[EXCERPTED RECORDS]

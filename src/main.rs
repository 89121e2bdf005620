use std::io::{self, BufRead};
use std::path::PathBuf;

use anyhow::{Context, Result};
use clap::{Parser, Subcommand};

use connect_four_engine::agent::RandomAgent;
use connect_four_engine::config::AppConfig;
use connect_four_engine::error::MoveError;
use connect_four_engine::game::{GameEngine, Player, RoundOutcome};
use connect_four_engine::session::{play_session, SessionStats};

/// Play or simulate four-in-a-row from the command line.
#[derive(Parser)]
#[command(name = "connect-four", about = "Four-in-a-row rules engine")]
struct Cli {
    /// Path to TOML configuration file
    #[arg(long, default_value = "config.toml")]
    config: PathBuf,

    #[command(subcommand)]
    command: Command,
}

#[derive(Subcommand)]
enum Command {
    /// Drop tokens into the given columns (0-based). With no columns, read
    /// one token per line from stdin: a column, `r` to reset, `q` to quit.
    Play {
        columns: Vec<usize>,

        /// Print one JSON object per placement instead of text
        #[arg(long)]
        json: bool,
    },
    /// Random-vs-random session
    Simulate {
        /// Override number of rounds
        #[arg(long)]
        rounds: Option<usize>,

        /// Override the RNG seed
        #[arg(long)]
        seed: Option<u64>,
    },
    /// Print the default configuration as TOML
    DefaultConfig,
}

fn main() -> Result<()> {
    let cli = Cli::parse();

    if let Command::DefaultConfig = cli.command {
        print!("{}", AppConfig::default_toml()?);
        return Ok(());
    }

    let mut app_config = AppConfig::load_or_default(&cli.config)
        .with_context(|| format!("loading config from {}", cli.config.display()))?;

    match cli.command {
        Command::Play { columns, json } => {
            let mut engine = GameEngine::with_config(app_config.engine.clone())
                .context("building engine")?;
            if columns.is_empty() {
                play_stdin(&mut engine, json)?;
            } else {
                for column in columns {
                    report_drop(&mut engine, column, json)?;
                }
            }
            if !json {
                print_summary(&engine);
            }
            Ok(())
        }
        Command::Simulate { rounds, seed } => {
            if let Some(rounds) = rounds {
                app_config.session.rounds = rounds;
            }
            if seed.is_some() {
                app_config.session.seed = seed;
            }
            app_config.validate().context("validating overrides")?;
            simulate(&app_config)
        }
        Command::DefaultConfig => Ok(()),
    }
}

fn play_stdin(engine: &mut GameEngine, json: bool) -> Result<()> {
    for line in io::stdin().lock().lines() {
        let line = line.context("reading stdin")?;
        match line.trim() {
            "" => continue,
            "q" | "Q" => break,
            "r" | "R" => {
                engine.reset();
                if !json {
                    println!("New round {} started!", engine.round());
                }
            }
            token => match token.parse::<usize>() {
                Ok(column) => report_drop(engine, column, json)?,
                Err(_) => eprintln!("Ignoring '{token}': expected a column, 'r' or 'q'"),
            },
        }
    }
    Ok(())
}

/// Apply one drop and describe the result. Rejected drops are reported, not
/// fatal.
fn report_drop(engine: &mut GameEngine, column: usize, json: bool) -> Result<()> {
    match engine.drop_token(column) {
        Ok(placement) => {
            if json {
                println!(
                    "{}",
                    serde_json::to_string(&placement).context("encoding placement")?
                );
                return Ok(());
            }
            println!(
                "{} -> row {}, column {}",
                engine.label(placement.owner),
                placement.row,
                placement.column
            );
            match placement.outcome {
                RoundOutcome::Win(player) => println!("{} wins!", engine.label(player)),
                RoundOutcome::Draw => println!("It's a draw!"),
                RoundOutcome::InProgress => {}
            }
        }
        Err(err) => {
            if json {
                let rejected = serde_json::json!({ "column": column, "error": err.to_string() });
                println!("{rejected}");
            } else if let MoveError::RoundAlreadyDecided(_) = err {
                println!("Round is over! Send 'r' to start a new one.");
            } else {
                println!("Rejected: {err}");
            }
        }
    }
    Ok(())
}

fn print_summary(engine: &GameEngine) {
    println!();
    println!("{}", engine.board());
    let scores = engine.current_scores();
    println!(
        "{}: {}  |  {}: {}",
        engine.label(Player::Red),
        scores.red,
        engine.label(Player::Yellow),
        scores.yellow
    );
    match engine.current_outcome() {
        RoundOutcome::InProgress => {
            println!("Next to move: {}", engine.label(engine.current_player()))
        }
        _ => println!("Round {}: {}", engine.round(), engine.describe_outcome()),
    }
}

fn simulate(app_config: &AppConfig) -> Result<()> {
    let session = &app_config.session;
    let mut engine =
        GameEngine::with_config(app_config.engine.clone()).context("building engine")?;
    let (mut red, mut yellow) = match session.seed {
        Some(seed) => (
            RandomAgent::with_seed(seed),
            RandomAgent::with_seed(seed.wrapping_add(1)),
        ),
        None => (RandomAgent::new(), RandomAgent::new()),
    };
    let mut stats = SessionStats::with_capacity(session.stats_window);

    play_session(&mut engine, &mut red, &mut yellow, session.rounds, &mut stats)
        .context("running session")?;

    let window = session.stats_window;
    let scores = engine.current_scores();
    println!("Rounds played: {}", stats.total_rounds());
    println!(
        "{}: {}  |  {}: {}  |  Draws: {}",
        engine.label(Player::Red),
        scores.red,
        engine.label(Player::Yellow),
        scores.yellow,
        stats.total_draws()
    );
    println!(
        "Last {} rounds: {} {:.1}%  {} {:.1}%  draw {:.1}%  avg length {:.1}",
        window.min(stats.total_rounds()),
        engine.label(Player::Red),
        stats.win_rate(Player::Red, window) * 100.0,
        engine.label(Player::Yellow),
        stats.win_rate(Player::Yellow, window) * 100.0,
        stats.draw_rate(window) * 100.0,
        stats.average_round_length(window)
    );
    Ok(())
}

[/EXCERPTED RECORDS]
[EXCERPTED RECORDS]

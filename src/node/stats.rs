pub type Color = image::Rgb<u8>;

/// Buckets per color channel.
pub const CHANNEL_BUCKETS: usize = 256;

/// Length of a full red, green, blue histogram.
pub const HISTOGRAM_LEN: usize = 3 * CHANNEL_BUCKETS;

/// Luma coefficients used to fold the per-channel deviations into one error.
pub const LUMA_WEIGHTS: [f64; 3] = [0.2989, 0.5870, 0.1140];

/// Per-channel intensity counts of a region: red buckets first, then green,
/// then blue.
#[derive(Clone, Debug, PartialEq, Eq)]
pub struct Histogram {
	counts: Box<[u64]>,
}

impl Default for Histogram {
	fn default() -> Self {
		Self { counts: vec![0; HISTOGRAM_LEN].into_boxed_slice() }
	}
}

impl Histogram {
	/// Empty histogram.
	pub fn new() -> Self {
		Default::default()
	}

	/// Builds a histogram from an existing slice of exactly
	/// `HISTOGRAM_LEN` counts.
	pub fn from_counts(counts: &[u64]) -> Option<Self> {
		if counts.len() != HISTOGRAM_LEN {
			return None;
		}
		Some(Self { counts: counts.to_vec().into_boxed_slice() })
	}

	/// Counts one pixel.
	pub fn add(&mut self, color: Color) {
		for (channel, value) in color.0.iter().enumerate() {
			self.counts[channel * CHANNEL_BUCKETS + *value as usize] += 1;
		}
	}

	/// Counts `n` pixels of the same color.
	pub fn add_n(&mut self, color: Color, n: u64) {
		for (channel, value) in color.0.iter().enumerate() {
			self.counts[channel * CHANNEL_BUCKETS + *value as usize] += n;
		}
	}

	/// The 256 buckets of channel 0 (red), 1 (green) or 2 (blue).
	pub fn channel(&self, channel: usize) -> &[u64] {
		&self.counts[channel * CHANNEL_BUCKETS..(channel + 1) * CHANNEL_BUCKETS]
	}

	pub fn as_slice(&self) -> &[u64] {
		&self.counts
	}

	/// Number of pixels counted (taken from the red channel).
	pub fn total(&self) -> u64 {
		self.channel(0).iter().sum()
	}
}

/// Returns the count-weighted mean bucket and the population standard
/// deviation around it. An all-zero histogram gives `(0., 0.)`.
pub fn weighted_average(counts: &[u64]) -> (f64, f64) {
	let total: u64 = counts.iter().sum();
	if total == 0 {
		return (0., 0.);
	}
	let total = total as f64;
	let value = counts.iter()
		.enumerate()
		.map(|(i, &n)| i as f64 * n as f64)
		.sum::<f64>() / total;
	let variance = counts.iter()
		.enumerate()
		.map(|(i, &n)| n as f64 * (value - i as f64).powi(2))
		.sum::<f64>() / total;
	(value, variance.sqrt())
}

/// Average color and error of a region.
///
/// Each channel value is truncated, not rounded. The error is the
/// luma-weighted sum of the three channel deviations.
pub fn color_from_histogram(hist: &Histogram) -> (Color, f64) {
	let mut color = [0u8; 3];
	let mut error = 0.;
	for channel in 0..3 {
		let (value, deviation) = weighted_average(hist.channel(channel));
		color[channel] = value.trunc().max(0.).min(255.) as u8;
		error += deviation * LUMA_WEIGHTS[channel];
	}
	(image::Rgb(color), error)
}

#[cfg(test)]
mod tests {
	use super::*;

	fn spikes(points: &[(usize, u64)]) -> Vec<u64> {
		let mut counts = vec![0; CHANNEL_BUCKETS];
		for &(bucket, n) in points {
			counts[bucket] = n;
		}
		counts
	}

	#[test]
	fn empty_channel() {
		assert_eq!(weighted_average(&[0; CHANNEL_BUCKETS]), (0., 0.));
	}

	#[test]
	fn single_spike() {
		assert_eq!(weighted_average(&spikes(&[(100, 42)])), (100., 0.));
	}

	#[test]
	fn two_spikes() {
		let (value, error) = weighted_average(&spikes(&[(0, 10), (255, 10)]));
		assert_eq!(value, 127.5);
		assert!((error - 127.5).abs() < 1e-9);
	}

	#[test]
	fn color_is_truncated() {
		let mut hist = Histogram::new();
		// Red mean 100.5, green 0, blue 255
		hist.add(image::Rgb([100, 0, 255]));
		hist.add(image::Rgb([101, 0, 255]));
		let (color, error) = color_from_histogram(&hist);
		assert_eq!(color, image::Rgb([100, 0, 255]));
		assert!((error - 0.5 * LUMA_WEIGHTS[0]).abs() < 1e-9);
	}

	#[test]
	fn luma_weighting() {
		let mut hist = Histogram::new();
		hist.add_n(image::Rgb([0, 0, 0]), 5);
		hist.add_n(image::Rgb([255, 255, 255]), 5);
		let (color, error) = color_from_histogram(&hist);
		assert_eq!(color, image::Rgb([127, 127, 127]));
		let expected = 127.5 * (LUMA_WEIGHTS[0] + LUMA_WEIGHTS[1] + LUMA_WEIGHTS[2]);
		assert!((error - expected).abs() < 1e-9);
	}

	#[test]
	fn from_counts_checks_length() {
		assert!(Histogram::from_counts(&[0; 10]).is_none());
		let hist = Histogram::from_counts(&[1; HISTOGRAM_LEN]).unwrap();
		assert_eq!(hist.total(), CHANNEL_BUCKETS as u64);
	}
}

[/EXCERPTED RECORDS]
[EXCERPTED RECORDS]

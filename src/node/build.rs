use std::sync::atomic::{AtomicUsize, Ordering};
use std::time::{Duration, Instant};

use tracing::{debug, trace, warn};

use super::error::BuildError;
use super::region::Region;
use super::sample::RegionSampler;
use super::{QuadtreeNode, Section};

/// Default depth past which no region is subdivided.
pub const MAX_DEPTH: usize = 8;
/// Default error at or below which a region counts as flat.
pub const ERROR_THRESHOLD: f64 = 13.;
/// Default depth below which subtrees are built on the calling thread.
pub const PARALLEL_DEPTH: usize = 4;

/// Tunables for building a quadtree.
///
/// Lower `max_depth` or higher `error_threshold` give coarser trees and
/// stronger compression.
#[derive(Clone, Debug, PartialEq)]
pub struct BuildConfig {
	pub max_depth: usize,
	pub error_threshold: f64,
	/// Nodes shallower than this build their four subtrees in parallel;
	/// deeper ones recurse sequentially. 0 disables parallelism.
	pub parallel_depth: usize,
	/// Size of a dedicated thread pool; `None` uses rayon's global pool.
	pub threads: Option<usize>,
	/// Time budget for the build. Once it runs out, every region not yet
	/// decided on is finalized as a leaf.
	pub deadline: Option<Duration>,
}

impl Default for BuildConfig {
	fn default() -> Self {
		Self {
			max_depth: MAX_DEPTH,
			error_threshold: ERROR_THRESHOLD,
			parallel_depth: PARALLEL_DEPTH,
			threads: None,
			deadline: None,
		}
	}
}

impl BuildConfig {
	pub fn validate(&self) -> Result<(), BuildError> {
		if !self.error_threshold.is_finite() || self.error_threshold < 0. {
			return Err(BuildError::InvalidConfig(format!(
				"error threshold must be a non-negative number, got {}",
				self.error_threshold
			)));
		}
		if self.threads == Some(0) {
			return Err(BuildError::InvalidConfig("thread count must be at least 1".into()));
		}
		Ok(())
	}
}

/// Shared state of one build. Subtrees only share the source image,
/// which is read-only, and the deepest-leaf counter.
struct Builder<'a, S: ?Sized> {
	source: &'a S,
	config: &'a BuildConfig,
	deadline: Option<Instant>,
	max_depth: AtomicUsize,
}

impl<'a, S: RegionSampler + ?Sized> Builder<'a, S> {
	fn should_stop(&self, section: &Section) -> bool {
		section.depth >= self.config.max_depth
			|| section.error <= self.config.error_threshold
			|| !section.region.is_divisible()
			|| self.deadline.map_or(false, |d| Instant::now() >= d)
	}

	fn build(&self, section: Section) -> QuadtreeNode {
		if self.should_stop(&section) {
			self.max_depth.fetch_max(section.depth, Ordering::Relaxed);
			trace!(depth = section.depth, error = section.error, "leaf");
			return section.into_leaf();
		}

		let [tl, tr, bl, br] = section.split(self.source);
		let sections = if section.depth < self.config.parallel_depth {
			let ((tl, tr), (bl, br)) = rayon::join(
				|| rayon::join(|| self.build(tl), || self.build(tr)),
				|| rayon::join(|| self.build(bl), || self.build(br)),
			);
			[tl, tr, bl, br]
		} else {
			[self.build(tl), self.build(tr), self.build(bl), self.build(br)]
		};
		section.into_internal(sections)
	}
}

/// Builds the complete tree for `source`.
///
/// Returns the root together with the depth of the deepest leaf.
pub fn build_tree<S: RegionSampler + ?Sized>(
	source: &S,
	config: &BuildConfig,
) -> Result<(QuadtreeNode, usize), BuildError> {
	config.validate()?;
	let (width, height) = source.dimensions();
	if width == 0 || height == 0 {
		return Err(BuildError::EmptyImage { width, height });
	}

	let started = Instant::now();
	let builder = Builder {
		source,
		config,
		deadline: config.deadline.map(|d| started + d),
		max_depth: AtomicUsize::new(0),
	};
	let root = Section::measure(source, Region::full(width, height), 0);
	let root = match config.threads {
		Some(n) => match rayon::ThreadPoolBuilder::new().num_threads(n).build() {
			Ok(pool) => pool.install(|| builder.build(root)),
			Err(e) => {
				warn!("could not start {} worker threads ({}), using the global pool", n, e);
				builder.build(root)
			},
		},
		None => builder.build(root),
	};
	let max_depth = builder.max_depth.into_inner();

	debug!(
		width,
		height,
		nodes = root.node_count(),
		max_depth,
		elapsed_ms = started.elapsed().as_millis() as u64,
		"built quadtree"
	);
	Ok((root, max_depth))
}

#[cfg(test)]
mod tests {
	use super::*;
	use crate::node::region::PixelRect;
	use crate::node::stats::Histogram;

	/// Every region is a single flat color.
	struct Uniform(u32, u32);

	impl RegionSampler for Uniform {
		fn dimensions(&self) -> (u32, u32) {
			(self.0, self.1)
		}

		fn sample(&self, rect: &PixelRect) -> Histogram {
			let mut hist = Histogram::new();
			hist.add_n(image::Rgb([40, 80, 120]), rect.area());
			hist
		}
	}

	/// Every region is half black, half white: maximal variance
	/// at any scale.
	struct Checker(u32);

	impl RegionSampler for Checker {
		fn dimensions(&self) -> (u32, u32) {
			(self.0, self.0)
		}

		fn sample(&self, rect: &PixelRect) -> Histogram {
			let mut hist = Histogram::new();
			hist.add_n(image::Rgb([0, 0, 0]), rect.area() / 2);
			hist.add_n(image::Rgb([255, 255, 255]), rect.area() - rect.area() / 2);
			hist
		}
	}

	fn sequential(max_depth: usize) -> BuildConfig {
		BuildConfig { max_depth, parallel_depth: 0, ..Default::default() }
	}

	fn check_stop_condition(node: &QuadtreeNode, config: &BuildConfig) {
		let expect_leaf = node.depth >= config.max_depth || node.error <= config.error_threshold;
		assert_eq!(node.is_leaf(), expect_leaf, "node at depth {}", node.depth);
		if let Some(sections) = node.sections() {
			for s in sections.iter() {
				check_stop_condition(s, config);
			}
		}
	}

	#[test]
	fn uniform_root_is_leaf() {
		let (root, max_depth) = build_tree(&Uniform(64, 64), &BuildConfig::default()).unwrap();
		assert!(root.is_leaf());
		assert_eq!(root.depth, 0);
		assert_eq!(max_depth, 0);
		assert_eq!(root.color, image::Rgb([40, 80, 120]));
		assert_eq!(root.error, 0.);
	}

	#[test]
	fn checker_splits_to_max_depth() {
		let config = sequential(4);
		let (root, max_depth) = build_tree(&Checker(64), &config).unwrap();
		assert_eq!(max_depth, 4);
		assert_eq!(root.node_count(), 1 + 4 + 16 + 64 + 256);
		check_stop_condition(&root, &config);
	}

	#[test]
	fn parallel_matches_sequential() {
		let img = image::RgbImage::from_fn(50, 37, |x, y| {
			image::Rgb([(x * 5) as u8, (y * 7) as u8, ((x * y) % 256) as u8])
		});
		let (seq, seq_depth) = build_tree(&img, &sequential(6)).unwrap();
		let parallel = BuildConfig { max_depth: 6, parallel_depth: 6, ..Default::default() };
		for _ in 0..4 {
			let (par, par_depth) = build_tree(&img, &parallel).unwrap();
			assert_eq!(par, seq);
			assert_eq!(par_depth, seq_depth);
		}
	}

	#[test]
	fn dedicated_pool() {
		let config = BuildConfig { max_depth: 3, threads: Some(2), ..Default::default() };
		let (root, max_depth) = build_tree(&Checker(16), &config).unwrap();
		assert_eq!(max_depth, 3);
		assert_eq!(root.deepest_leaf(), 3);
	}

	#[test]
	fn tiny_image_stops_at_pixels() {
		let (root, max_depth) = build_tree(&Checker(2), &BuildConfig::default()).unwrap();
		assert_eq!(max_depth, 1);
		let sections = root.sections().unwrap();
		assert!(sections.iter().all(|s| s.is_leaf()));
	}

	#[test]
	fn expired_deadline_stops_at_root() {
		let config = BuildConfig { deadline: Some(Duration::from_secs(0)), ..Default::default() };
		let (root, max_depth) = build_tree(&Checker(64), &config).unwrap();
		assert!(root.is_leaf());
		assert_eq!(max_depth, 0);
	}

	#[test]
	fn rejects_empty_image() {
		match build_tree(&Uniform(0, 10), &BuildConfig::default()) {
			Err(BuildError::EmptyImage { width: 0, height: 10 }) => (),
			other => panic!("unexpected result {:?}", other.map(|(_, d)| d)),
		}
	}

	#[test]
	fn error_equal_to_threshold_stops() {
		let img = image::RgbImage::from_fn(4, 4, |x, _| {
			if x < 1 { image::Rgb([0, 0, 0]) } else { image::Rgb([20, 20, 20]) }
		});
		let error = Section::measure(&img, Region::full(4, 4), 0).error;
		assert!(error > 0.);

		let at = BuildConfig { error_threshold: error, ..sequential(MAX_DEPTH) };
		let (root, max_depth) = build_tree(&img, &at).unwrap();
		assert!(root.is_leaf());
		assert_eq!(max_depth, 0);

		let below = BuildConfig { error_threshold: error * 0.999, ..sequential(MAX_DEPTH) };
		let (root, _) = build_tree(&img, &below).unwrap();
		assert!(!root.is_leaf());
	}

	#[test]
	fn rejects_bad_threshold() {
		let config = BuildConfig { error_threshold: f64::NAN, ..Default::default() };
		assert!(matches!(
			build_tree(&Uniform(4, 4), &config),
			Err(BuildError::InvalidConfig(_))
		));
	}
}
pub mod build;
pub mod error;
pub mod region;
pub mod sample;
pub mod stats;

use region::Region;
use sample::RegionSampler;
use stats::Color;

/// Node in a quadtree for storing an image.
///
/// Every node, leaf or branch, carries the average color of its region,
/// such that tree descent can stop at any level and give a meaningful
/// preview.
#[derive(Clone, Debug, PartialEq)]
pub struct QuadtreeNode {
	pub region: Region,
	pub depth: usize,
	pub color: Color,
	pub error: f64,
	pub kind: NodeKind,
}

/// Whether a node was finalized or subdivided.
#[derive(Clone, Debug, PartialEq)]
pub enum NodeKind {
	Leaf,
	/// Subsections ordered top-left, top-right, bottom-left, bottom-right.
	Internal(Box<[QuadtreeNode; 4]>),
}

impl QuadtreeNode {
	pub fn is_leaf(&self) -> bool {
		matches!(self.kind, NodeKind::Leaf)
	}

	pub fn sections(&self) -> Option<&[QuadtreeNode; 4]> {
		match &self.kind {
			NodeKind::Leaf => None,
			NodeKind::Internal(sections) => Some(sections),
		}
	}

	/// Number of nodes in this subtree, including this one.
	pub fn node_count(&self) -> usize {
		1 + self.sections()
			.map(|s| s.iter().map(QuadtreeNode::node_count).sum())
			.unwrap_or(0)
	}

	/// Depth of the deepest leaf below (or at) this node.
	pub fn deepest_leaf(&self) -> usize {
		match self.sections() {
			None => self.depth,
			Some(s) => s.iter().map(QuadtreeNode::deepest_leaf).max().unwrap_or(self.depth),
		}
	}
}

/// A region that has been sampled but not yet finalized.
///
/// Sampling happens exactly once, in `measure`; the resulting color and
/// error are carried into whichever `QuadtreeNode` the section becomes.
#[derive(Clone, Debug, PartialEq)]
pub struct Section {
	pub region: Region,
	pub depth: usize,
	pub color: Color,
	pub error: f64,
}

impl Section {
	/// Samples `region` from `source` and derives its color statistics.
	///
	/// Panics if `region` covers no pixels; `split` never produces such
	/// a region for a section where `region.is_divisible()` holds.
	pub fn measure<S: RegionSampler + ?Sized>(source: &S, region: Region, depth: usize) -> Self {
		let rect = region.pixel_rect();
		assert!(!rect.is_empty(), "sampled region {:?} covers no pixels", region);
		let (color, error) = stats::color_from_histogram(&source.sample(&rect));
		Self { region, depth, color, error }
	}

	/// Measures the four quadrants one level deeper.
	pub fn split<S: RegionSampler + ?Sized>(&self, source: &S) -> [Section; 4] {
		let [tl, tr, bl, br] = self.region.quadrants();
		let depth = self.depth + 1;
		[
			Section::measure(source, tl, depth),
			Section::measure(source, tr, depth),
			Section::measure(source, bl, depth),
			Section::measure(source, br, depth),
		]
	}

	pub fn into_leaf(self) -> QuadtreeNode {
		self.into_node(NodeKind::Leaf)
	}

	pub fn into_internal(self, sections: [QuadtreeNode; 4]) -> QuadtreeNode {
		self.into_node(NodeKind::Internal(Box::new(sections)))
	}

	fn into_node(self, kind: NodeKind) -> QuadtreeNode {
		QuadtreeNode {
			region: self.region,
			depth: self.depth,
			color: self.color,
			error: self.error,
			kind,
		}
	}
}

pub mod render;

[/EXCERPTED RECORDS]

REQUIRED ACTION = Locate the string "full" in the listing above and copy every line where it occurs.

TASK ANSWER =
/// Length of a full red, green, blue histogram.
	let root = Section::measure(source, Region::full(width, height), 0);
		let error = Section::measure(&img, Region::full(4, 4), 0).error;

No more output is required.